I bambini misteriosi del disastro ferroviario di Charfield

Redazione

Il 13 ottobre 1928 un treno postale che trasportava 60 passeggeri si stava dirigendo da Leeds a Bristol ma non raggiunse mai la sua destinazione. Una fitta nebbia oscurava un segnale rosso alla stazione ferroviaria di Charfield nel Gloucestershire e il treno si schiantò contro un treno merci.

L’autista del treno postale fu accusato di omicidio colposo, ma fu successivamente assolto. Sedici persone sono morte nell’incidente, tra cui due bambini piccoli, un ragazzo e una ragazza, bruciati così tanto da non poter essere identificati.

Nessuno si fece avanti per identificare i bambini, ma il mistero ma il mistero si diventò più fitto dopo che una tomba costruita in ricordo delle vittime. Una donna vestita di nero visitava il monumento più volte all’anno, incluso ogni anniversario del disastro, fino alla fine degli anni ’50, quando presumibilmente morì.

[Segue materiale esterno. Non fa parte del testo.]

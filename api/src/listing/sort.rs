use std::cmp::Ordering;

use chrono::{NaiveDate, NaiveDateTime};

#[derive(Debug, Clone, Copy, PartialEq, Eq, Default)]
pub enum SortDirection {
    #[default]
    Asc,
    Desc,
}

impl SortDirection {
    pub fn toggled(self) -> Self {
        match self {
            SortDirection::Asc => SortDirection::Desc,
            SortDirection::Desc => SortDirection::Asc,
        }
    }
}

/// Value of one field, as compared by [`SortConfig::sort`].
#[derive(Debug, Clone, PartialEq)]
pub enum SortValue {
    Text(String),
    Number(f64),
    Date(NaiveDateTime),
    Missing,
}

impl SortValue {
    pub fn text(value: Option<&str>) -> Self {
        value.map_or(SortValue::Missing, |v| SortValue::Text(v.to_string()))
    }

    pub fn number<N: Into<f64>>(value: Option<N>) -> Self {
        value.map_or(SortValue::Missing, |v| SortValue::Number(v.into()))
    }

    pub fn date_time(value: Option<NaiveDateTime>) -> Self {
        value.map_or(SortValue::Missing, SortValue::Date)
    }

    pub fn date(value: Option<NaiveDate>) -> Self {
        Self::date_time(value.and_then(|d| d.and_hms_opt(0, 0, 0)))
    }

    /// Order between kinds: missing, numbers, dates, then text.
    fn rank(&self) -> u8 {
        match self {
            SortValue::Missing => 0,
            SortValue::Number(_) => 1,
            SortValue::Date(_) => 2,
            SortValue::Text(_) => 3,
        }
    }

    /// Ascending order; missing values first, text compared case-insensitively.
    ///
    /// Values of different kinds compare by kind so the order stays total.
    fn compare(&self, other: &Self) -> Ordering {
        match (self, other) {
            (SortValue::Text(a), SortValue::Text(b)) => a
                .to_lowercase()
                .cmp(&b.to_lowercase())
                .then_with(|| a.cmp(b)),
            (SortValue::Number(a), SortValue::Number(b)) => a.total_cmp(b),
            (SortValue::Date(a), SortValue::Date(b)) => a.cmp(b),
            _ => self.rank().cmp(&other.rank()),
        }
    }
}

/// Exposes named fields of an item for sorting.
pub trait Sortable {
    fn sort_value(&self, field: &str) -> SortValue;
}

/// Field and direction a table is sorted by.
#[derive(Debug, Clone, PartialEq, Default)]
pub struct SortConfig {
    pub field: Option<String>,
    pub direction: SortDirection,
}

impl SortConfig {
    pub fn new(field: &str, direction: SortDirection) -> Self {
        Self {
            field: Some(field.to_string()),
            direction,
        }
    }

    /// Clicking the sorted column flips the direction; another column sorts ascending.
    pub fn sort_by(&mut self, field: &str) {
        if self.field.as_deref() == Some(field) {
            self.direction = self.direction.toggled();
        } else {
            self.field = Some(field.to_string());
            self.direction = SortDirection::Asc;
        }
    }

    pub fn set_direction(&mut self, direction: SortDirection) {
        self.direction = direction;
    }

    pub fn reset(&mut self) {
        *self = Self::default();
    }

    pub fn is_sorted(&self, field: &str) -> bool {
        self.field.as_deref() == Some(field)
    }

    pub fn direction_for(&self, field: &str) -> Option<SortDirection> {
        self.is_sorted(field).then_some(self.direction)
    }

    /// Value of the `aria-sort` attribute for a column header.
    pub fn aria_sort(&self, field: &str) -> &'static str {
        match self.direction_for(field) {
            Some(SortDirection::Asc) => "ascending",
            Some(SortDirection::Desc) => "descending",
            None => "none",
        }
    }

    /// Arrow shown next to a column header.
    pub fn indicator(&self, field: &str) -> &'static str {
        match self.direction_for(field) {
            Some(SortDirection::Asc) => "▲",
            Some(SortDirection::Desc) => "▼",
            None => "",
        }
    }

    /// Stable sort of `items`; a config without a field leaves them untouched.
    pub fn sort<T: Sortable>(&self, items: &mut [T]) {
        let Some(field) = self.field.as_deref() else {
            return;
        };

        items.sort_by(|a, b| {
            let ordering = a.sort_value(field).compare(&b.sort_value(field));
            match self.direction {
                SortDirection::Asc => ordering,
                SortDirection::Desc => ordering.reverse(),
            }
        });
    }

    pub fn sorted<T: Sortable>(&self, mut items: Vec<T>) -> Vec<T> {
        self.sort(&mut items);
        items
    }
}

#[cfg(test)]
mod test;
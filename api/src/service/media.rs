use crate::{
    client::ApiClient,
    endpoints::media as ep,
    error::ApiError,
    http::Transport,
    model::media::{MediaDto, MediaFilter, MediaReport},
    storage::TokenStore,
};

pub struct MediaService<'a, T, S> {
    client: &'a ApiClient<T, S>,
}

impl<'a, T: Transport, S: TokenStore> MediaService<'a, T, S> {
    pub fn new(client: &'a ApiClient<T, S>) -> Self {
        Self { client }
    }

    pub async fn get_by_id(&self, media_id: i64) -> Result<MediaDto, ApiError> {
        self.client.get(&ep::by_id(media_id)).await
    }

    pub async fn get_all(&self, filter: &MediaFilter) -> Result<Vec<MediaDto>, ApiError> {
        self.client.get_with(ep::BASE, filter).await
    }

    pub async fn create(&self, media: &MediaDto) -> Result<MediaDto, ApiError> {
        self.client.post(ep::CREATE, media).await
    }

    pub async fn update(&self, media_id: i64, media: &MediaDto) -> Result<MediaDto, ApiError> {
        self.client.put(&ep::update(media_id), media).await
    }

    pub async fn delete(&self, user_id: i64, media_id: i64) -> Result<(), ApiError> {
        self.client
            .delete_for_text(&ep::delete(user_id, media_id))
            .await
            .map(|_| ())
    }

    pub async fn report(&self, user_id: i64, reason: &str) -> Result<(), ApiError> {
        let report = MediaReport {
            reason: reason.to_string(),
        };
        self.client
            .post_for_text(&ep::report(user_id), Some(&report))
            .await
            .map(|_| ())
    }
}
//! Transport seam between [`ApiClient`](crate::client::ApiClient) and the network.
//!
//! The client builds plain [`HttpRequest`] values and hands them to a [`Transport`].
//! The browser build sends them through `reqwasm`, native builds through `reqwest`,
//! and tests through the scripted mock in `test-utils`.

mod query;

#[cfg(feature = "web")]
mod browser;
#[cfg(feature = "native")]
mod native;

use std::{fmt, future::Future};

use crate::error::ApiError;

pub use query::{encode_component, QueryParams, ToQuery};

#[cfg(feature = "web")]
pub use browser::ReqwasmTransport;
#[cfg(feature = "native")]
pub use native::ReqwestTransport;

#[derive(Debug, Clone, Copy, PartialEq, Eq, Hash)]
pub enum Method {
    Get,
    Post,
    Put,
    Patch,
    Delete,
}

impl Method {
    pub fn as_str(&self) -> &'static str {
        match self {
            Method::Get => "GET",
            Method::Post => "POST",
            Method::Put => "PUT",
            Method::Patch => "PATCH",
            Method::Delete => "DELETE",
        }
    }
}

impl fmt::Display for Method {
    fn fmt(&self, f: &mut fmt::Formatter<'_>) -> fmt::Result {
        f.write_str(self.as_str())
    }
}

#[derive(Debug, Clone, PartialEq)]
pub struct HttpRequest {
    pub method: Method,
    /// Absolute URL including the query string.
    pub url: String,
    pub headers: Vec<(String, String)>,
    pub body: Option<String>,
}

impl HttpRequest {
    pub fn new(method: Method, url: impl Into<String>) -> Self {
        Self {
            method,
            url: url.into(),
            headers: Vec::new(),
            body: None,
        }
    }

    /// Sets a header, replacing any previous value with the same name.
    pub fn with_header(mut self, name: &str, value: impl Into<String>) -> Self {
        self.headers
            .retain(|(existing, _)| !existing.eq_ignore_ascii_case(name));
        self.headers.push((name.to_string(), value.into()));
        self
    }

    pub fn with_json_body(self, body: String) -> Self {
        let mut request = self.with_header("Content-Type", "application/json");
        request.body = Some(body);
        request
    }

    pub fn header(&self, name: &str) -> Option<&str> {
        self.headers
            .iter()
            .find(|(existing, _)| existing.eq_ignore_ascii_case(name))
            .map(|(_, value)| value.as_str())
    }
}

#[derive(Debug, Clone, PartialEq)]
pub struct HttpResponse {
    pub status: u16,
    pub body: String,
}

impl HttpResponse {
    pub fn new(status: u16, body: impl Into<String>) -> Self {
        Self {
            status,
            body: body.into(),
        }
    }

    pub fn is_success(&self) -> bool {
        (200..300).contains(&self.status)
    }
}

/// Sends a single HTTP request.
///
/// Implementations only report transport-level failures as [`ApiError::Network`];
/// any response, whatever its status, is returned as `Ok`.
pub trait Transport: 'static {
    fn send(&self, request: HttpRequest) -> impl Future<Output = Result<HttpResponse, ApiError>>;
}
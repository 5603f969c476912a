use std::{cell::RefCell, collections::HashMap, rc::Rc};

use super::TokenStore;

/// In-memory store for native builds and tests.
///
/// Clones share the same map, so a test can keep a handle and inspect what the
/// client wrote.
#[derive(Debug, Clone, Default)]
pub struct MemoryStore {
    values: Rc<RefCell<HashMap<String, String>>>,
}

impl MemoryStore {
    pub fn new() -> Self {
        Self::default()
    }

    pub fn with_value(self, key: &str, value: &str) -> Self {
        self.set(key, value);
        self
    }

    pub fn contains(&self, key: &str) -> bool {
        self.values.borrow().contains_key(key)
    }
}

impl TokenStore for MemoryStore {
    fn get(&self, key: &str) -> Option<String> {
        self.values.borrow().get(key).cloned()
    }

    fn set(&self, key: &str, value: &str) {
        self.values
            .borrow_mut()
            .insert(key.to_string(), value.to_string());
    }

    fn remove(&self, key: &str) {
        self.values.borrow_mut().remove(key);
    }
}

#[cfg(test)]
mod tests {
    use super::*;
    use crate::storage::{AUTH_TOKEN_KEY, REDIRECT_AFTER_LOGIN_KEY, REFRESH_TOKEN_KEY, USER_KEY};

    #[test]
    fn clones_share_values() {
        let store = MemoryStore::new();
        let handle = store.clone();

        store.set(AUTH_TOKEN_KEY, "abc");

        assert_eq!(handle.auth_token().as_deref(), Some("abc"));
    }

    #[test]
    fn clear_session_keeps_redirect_path() {
        let store = MemoryStore::new()
            .with_value(AUTH_TOKEN_KEY, "a")
            .with_value(REFRESH_TOKEN_KEY, "r")
            .with_value(USER_KEY, "{}")
            .with_value(REDIRECT_AFTER_LOGIN_KEY, "/dashboard");

        store.clear_session();

        assert!(!store.contains(AUTH_TOKEN_KEY));
        assert!(!store.contains(REFRESH_TOKEN_KEY));
        assert!(!store.contains(USER_KEY));
        assert_eq!(
            store.take_redirect_after_login().as_deref(),
            Some("/dashboard")
        );
        assert!(!store.contains(REDIRECT_AFTER_LOGIN_KEY));
    }

    #[test]
    fn empty_token_counts_as_missing() {
        let store = MemoryStore::new().with_value(REFRESH_TOKEN_KEY, "");

        assert_eq!(store.refresh_token(), None);
    }
}
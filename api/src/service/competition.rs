use crate::{
    client::ApiClient,
    endpoints::competitions as ep,
    error::ApiError,
    http::Transport,
    model::competition::{
        CompetitionDto, CompetitionFilter, CompetitionRequestDto, CompetitionStatusUpdateDto,
        OrganizerCompetitionDto, OrganizerCompetitionsResponseDto, TeamCompetitionStatusUpdateDto,
    },
    storage::TokenStore,
};

pub struct CompetitionService<'a, T, S> {
    client: &'a ApiClient<T, S>,
}

impl<'a, T: Transport, S: TokenStore> CompetitionService<'a, T, S> {
    pub fn new(client: &'a ApiClient<T, S>) -> Self {
        Self { client }
    }

    pub async fn get_all(&self, filter: &CompetitionFilter) -> Result<Vec<CompetitionDto>, ApiError> {
        self.client.get_with(ep::BASE, filter).await
    }

    pub async fn get_by_id(&self, competition_id: i64) -> Result<CompetitionDto, ApiError> {
        self.client.get(&ep::by_id(competition_id)).await
    }

    pub async fn get_by_team(
        &self,
        team_id: i64,
        filter: &CompetitionFilter,
    ) -> Result<Vec<CompetitionDto>, ApiError> {
        self.client.get_with(&ep::by_team(team_id), filter).await
    }

    pub async fn get_by_user(&self, user_id: i64) -> Result<Vec<CompetitionDto>, ApiError> {
        self.client.get(&ep::by_user(user_id)).await
    }

    pub async fn get_organizer_competitions(
        &self,
        organizer_id: i64,
        filter: &CompetitionFilter,
    ) -> Result<OrganizerCompetitionsResponseDto, ApiError> {
        self.client
            .get_with(&ep::organizer::base(organizer_id), filter)
            .await
    }

    pub async fn create(
        &self,
        organizer_id: i64,
        competition: &OrganizerCompetitionDto,
    ) -> Result<OrganizerCompetitionDto, ApiError> {
        self.client
            .post(&ep::organizer::create(organizer_id), competition)
            .await
    }

    pub async fn update(
        &self,
        organizer_id: i64,
        competition_id: i64,
        competition: &OrganizerCompetitionDto,
    ) -> Result<OrganizerCompetitionDto, ApiError> {
        self.client
            .put(&ep::organizer::update(organizer_id, competition_id), competition)
            .await
    }

    pub async fn delete(&self, organizer_id: i64, competition_id: i64) -> Result<(), ApiError> {
        self.client
            .delete_for_text(&ep::organizer::delete(organizer_id, competition_id))
            .await
            .map(|_| ())
    }

    pub async fn update_status(
        &self,
        organizer_id: i64,
        update: &CompetitionStatusUpdateDto,
        reason: &str,
    ) -> Result<OrganizerCompetitionDto, ApiError> {
        self.client
            .put(&ep::organizer::update_status(organizer_id, reason), update)
            .await
    }

    pub async fn update_team_status(
        &self,
        organizer_id: i64,
        update: &TeamCompetitionStatusUpdateDto,
        reason: &str,
    ) -> Result<(), ApiError> {
        self.client
            .put_for_text(
                &ep::organizer::update_team_status(organizer_id, reason),
                Some(update),
            )
            .await
            .map(|_| ())
    }

    /// Approves or rejects a registration or withdrawal request.
    pub async fn process_request(
        &self,
        organizer_id: i64,
        request_id: i64,
        approved: bool,
        reason: &str,
    ) -> Result<(), ApiError> {
        self.client
            .put_for_text(
                &ep::organizer::process_request(organizer_id, request_id, approved, reason),
                None::<&()>,
            )
            .await
            .map(|_| ())
    }

    pub async fn get_requests(
        &self,
        organizer_id: i64,
        competition_id: i64,
    ) -> Result<Vec<CompetitionRequestDto>, ApiError> {
        self.client
            .get(&ep::organizer::requests(organizer_id, competition_id))
            .await
    }

    pub async fn register_team(
        &self,
        coach_id: i64,
        team_id: i64,
        competition_id: i64,
        reason: &str,
    ) -> Result<CompetitionRequestDto, ApiError> {
        self.client
            .post_empty(&ep::coach::register(coach_id, team_id, competition_id, reason))
            .await
    }

    pub async fn withdraw_team(
        &self,
        coach_id: i64,
        team_id: i64,
        competition_id: i64,
        reason: &str,
    ) -> Result<CompetitionRequestDto, ApiError> {
        self.client
            .post_empty(&ep::coach::withdraw(coach_id, team_id, competition_id, reason))
            .await
    }

    pub async fn withdraw_team_from_all(
        &self,
        coach_id: i64,
        team_id: i64,
        reason: &str,
    ) -> Result<(), ApiError> {
        self.client
            .post_for_text(&ep::coach::withdraw_all(coach_id, team_id, reason), None::<&()>)
            .await
            .map(|_| ())
    }

    pub async fn get_coach_requests(
        &self,
        coach_id: i64,
    ) -> Result<Vec<CompetitionRequestDto>, ApiError> {
        self.client.get(&ep::coach::requests(coach_id)).await
    }
}
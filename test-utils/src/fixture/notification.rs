use league_api::model::notification::NotificationDto;

pub fn dto(id: i64, is_read: bool) -> NotificationDto {
    NotificationDto {
        id: Some(id),
        message: format!("Match sheet {} was validated", id),
        recipient_id: Some(super::user::DEFAULT_COACH_ID),
        is_read,
        entity_type: Some("MATCH_SHEET".to_string()),
        entity_id: Some(id),
        ..Default::default()
    }
}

Esistono numerose teorie e spiegazioni sull’identità dei bambini, tra cui il fatto che fossero figli illegittimi di una famiglia reale la cui esistenza (e dunque la morte) doveva essere messa a tacere, che erano stati abbandonati dalla madre e messi sul treno, successivamente invece fu detto che erano in realtà adulti di bassa statura (come fantini).

Tuttavia, secondo l’Inchiesta, due giovani erano tra i morti ed uno dei controllari che aveva obliterato i biglietti alla stazione di Gloucester (l’ultima fermata prima dell’incidente) ha ricordato di aver visto due giovani viaggiare senza accompagnamento.